Como é ser advogado versus professor universitário? “O direito é uma parte da vida”, diz Lourenço Vilhena de Freitas

Atualmente a lecionar na Universidade de Lisboa e na Lusíada, Lourenço Vilhena de Freitas, sócio da Cuatrecasas, desde 1996 que já passou por várias universidades nacionais e internacionais.

Lourenço Vilhena de Freitas, sócio da Cuatrecasas, já lecionou em diversas universidades portuguesas e estrangeiras, mas sempre na área do Direito Público (Administrativo, Urbanismo, Direito Europeu, Direito Internacional). A sua primeira experiência aconteceu em 1996.

O sócio da Cuatrecasas, desde 2016, centra a sua prática em Energia e Recursos Naturais, Infraestruturas, Logística e Transporte e direito Público. Atualmente é Professor Associado com tenure da Faculdade de Direito de Lisboa e estou ainda Professor Convidado da Faculdade de Direito da Universidade Lusíada.

Quando começou a dar aulas?

A minha atividade docente foi sempre desenvolvida em paralelo com a advocacia. Iniciei ambas, mal de licenciei, em 1996; era advogado estagiário e foi ao mesmo tempo monitor e depois assistente estagiário. Dava muito trabalho, nessa altura o início da carreira docente era muito exigente, não havia como agora assistentes convidados, e tínhamos de entrar por concurso, com um trabalho científico, e tive de conciliar isso com o estágio da Ordem e no escritório de então.

Passaram-se diversas etapas na advocacia e na docência e ainda hoje mantenho a atividade docente, sou Professor Associado com tenure da Faculdade de Direito de Lisboa e estou ainda como Professor Convidado da Faculdade de Direito da Universidade Lusíada, sempre na área do Direito Público (Administrativo, Urbanismo, Direito Europeu, Direito Internacional, etc.).

Já ensinei pontualmente em diversas outras Faculdades nacionais e estrangeiras, com colaborações mais extensas ou mais limitadas, a saber, na Faculdade de Direito da Universidade Nova e no Instituto de Ciências Sociais e Políticas, e em Universidades Estrangeiras, em Cabo Verde (Praia e Mindelo), Angola (Agostinho Neto, José Eduardo dos Santos, Lubango, Cabinda), Guiné Bissau e Moçambique (Mondlane). Como investigador também tenho integrado grupos estrangeiros de investigação em matéria de direito da energia na Faculdade de Direito da Universidade de Barcelona.

O que pesou para essa decisão de lecionar?

Eram duas paixões, mas diversamente do que por vezes acontece em que as paixões são conflituantes, sempre as perspetivei como complementares. Como na Medicina ou na Engenharia, em todas as ciências que visam a sua aplicação, a prática favorece a investigação, e apresenta um manancial de experiências que beneficia a criatividade, a inovação e neste caso o avanço do Direito. Mas simultaneamente a ligação à Universidade, permite e exige uma constante atualização “state of the art”, uma solidez teórica que ajuda no encontrar de soluções.

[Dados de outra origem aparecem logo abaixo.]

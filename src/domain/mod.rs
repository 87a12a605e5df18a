//! Domain types for the catalog with strong typing.
//!
//! Row identifiers issued by the backend are UUIDs. Each table gets its own
//! newtype so an `EpisodeId` can never be passed where a `LinkId` is expected.

pub mod events;

use serde::{Deserialize, Serialize};
use std::fmt;
use std::str::FromStr;
use uuid::Uuid;

macro_rules! uuid_id {
    ($(#[$meta:meta])* $name:ident) => {
        $(#[$meta])*
        #[derive(Debug, Clone, Copy, PartialEq, Eq, PartialOrd, Ord, Hash, Serialize, Deserialize)]
        #[serde(transparent)]
        pub struct $name(Uuid);

        impl $name {
            #[must_use]
            pub const fn new(id: Uuid) -> Self {
                Self(id)
            }

            /// Generates a fresh random identifier.
            #[must_use]
            pub fn random() -> Self {
                Self(Uuid::new_v4())
            }

            #[must_use]
            pub const fn value(&self) -> Uuid {
                self.0
            }
        }

        impl fmt::Display for $name {
            fn fmt(&self, f: &mut fmt::Formatter<'_>) -> fmt::Result {
                write!(f, "{}", self.0)
            }
        }

        impl FromStr for $name {
            type Err = uuid::Error;

            fn from_str(s: &str) -> Result<Self, Self::Err> {
                Uuid::parse_str(s.trim()).map(Self)
            }
        }

        impl From<Uuid> for $name {
            fn from(id: Uuid) -> Self {
                Self(id)
            }
        }
    };
}

uuid_id!(
    /// Identifier of a row in the `anime` table.
    AnimeId
);
uuid_id!(
    /// Identifier of a row in the `episodes` table.
    EpisodeId
);
uuid_id!(
    /// Identifier of a row in the `episode_links` table.
    LinkId
);
uuid_id!(
    /// Identifier of a row in the `subtitles` table.
    SubtitleId
);
uuid_id!(
    /// Identifier of an authenticated user; doubles as the `profiles` key.
    UserId
);

/// Airing status of an anime.
#[derive(Debug, Clone, Copy, PartialEq, Eq, Hash, Default, Serialize, Deserialize)]
#[serde(rename_all = "lowercase")]
pub enum AnimeStatus {
    Ongoing,
    Completed,
    #[default]
    Upcoming,
}

impl AnimeStatus {
    pub const ALL: &[AnimeStatus] = &[Self::Ongoing, Self::Completed, Self::Upcoming];

    #[must_use]
    pub const fn as_str(&self) -> &'static str {
        match self {
            Self::Ongoing => "ongoing",
            Self::Completed => "completed",
            Self::Upcoming => "upcoming",
        }
    }
}

impl fmt::Display for AnimeStatus {
    fn fmt(&self, f: &mut fmt::Formatter<'_>) -> fmt::Result {
        f.write_str(self.as_str())
    }
}

impl FromStr for AnimeStatus {
    type Err = String;

    fn from_str(s: &str) -> Result<Self, Self::Err> {
        match s.trim().to_ascii_lowercase().as_str() {
            "ongoing" => Ok(Self::Ongoing),
            "completed" => Ok(Self::Completed),
            "upcoming" => Ok(Self::Upcoming),
            other => Err(format!(
                "unknown status '{other}', expected one of: ongoing, completed, upcoming"
            )),
        }
    }
}

/// Sort order enumeration to replace boolean blindness.
#[derive(Debug, Clone, Copy, PartialEq, Eq, Default)]
pub enum SortOrder {
    #[default]
    Ascending,
    Descending,
}

impl SortOrder {
    #[must_use]
    pub const fn is_ascending(&self) -> bool {
        matches!(self, Self::Ascending)
    }

    /// Suffix used by the table API's `order=` parameter.
    #[must_use]
    pub const fn as_query_suffix(&self) -> &'static str {
        match self {
            Self::Ascending => "asc",
            Self::Descending => "desc",
        }
    }
}

#[cfg(test)]
mod tests {
    use super::*;

    #[test]
    fn ids_parse_and_display_round_trip() {
        let raw = "6f1c2a4e-3a0b-4c57-9d0e-2b6c1f6a9e10";
        let id: AnimeId = raw.parse().unwrap();
        assert_eq!(id.to_string(), raw);
        assert!("not-a-uuid".parse::<EpisodeId>().is_err());
    }

    #[test]
    fn ids_serialize_as_plain_strings() {
        let id = LinkId::random();
        let json = serde_json::to_string(&id).unwrap();
        assert_eq!(json, format!("\"{id}\""));
    }

    #[test]
    fn status_parses_case_insensitively() {
        assert_eq!("Ongoing".parse::<AnimeStatus>(), Ok(AnimeStatus::Ongoing));
        assert_eq!(" completed ".parse::<AnimeStatus>(), Ok(AnimeStatus::Completed));
        assert!("airing".parse::<AnimeStatus>().is_err());
        assert_eq!(AnimeStatus::default(), AnimeStatus::Upcoming);
    }

    #[test]
    fn status_uses_lowercase_wire_format() {
        let json = serde_json::to_string(&AnimeStatus::Completed).unwrap();
        assert_eq!(json, "\"completed\"");
    }

    #[test]
    fn sort_order_suffix() {
        assert_eq!(SortOrder::Descending.as_query_suffix(), "desc");
        assert!(SortOrder::default().is_ascending());
    }
}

Esta ligação é particularmente mais importante no contexto do Direito Público. Alguns dos advogados com quem trabalhei ao longo do meu percurso profissional tinham uma fortíssima ligação à Universidade; assim o meu patrono o Professor Sérvulo Correia, o Professor Rui Machete na PLMJ, ambos referências no quadro do Direito Administrativo em Portugal; noutra medida, mais pontual, os outros advogados com quem também colaborei mais de perto, a Dr. Sofia Galvão, o Dr. Henrique Chaves e o Dr. Duarte Abecasis tinham a certa altura estado ligados à Universidade. Tudo isso me fez ver a importância dessa ligação. Na verdade, desde cedo a pressenti, até pelo exemplo de André Gonçalves Pereira, grande professor e grande advogado, o fundador do nosso escritório em Portugal, que conhecia bem muito antes de entrar no escritório, ou de outros nomes de referência do Direito Público como Robin de Andrade, com quem tive colaborações pontuais, ou Mário Esteves de Oliveira, académico de referência e advogado, tendência de ligação academia e advocacia que, pelo menos no quadro do Direito Público, se mantém.

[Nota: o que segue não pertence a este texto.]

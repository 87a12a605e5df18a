//! In-memory editing of an anime draft before it is submitted.
//!
//! [`FormController`] owns the draft and is the only way to mutate it. Every
//! operation either applies fully or leaves the draft untouched and returns a
//! [`FormError`]. Rejections and advisory warnings are also broadcast as
//! [`NotificationEvent`](crate::domain::events::NotificationEvent)s.

pub mod bulk;
pub mod controller;
pub mod validation;

pub use bulk::Confirmation;
pub use controller::FormController;
pub use validation::{ValidationError, validate_for_submit};

use crate::constants::{SUPPORTED_PLATFORMS, limits};
use thiserror::Error;

#[derive(Debug, Clone, PartialEq, Eq, Error)]
pub enum FormError {
    #[error("Episode count must be at least {}", limits::MIN_EPISODES)]
    EpisodeCountTooLow,

    #[error("Episode count cannot exceed {}", limits::MAX_EPISODES)]
    EpisodeCountTooHigh,

    #[error("Maximum {} episodes allowed", limits::MAX_EPISODES)]
    EpisodeLimit,

    #[error("Maximum {} links allowed per episode", limits::MAX_LINKS_PER_EPISODE)]
    LinkLimit,

    #[error("Maximum {} subtitles allowed per link", limits::MAX_SUBTITLES_PER_LINK)]
    SubtitleLimit,

    #[error("No {what} at index {index}")]
    IndexOutOfRange { what: &'static str, index: usize },

    #[error("Please enter a valid number")]
    InvalidBulkCount,

    #[error("Cannot add more than {} episodes at once", limits::MAX_EPISODES_PER_BULK_ADD)]
    BulkCountTooLarge,

    #[error("Total episodes cannot exceed {}", limits::MAX_EPISODES)]
    TotalEpisodesExceeded,

    #[error("Cannot remove the last episode")]
    LastEpisode,

    #[error("Duration must be in format MM:SS or HH:MM")]
    InvalidDuration,

    #[error("Platform must be one of: {}", SUPPORTED_PLATFORMS.join(", "))]
    UnsupportedPlatform(String),

    #[error("A value for {0} is required")]
    EmptyValue(&'static str),
}

impl FormError {
    /// Index errors come from stale UI positions and are not worth a toast.
    #[must_use]
    pub const fn is_user_visible(&self) -> bool {
        !matches!(self, Self::IndexOutOfRange { .. } | Self::EmptyValue(_))
    }
}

E o contrário também é verdade, os grandes mestres de quem fui mais tempo assistente na Universidade em Direito Administrativo, os Professores Marcelo Rebelo de Sousa, Fausto Quadros e Paulo Otero tinham fortes ligações à prática ou como árbitros e parceristas, ou, no caso de Fausto de Quadros, também como advogado.

O Estado tem recursos limitados e tem feito um certo desinvestimento no ensino superior de forma transversal a todos os governos.

Lourenço Vilhena de Freitas

Sócio da Cuatrecasas

Em que faculdades dá aulas?

Como referi, a minha alma mater é a Faculdade de Direito de Lisboa na qual completei, num percurso clássico, licenciatura, mestrado e doutoramento e onde fui sucessivamente Monitor, Assistente Estagiário, Assistente, Professor Auxiliar após o doutoramento e agora, após concurso, Professor Associado com “tenure”.

Leciono também recentemente contratos públicos e contencioso do poder público no curso de Mestrado avançado da Faculdade de Direito da Universidade Lusíada como Professor Convidado.

Lecionei, como referi, noutras escolas e regularmente cursos breves de uma semana de mestrado ou pós-graduação em Universidades do espaço lusófono na área dos contratos administrativos, energia e telecomunicações.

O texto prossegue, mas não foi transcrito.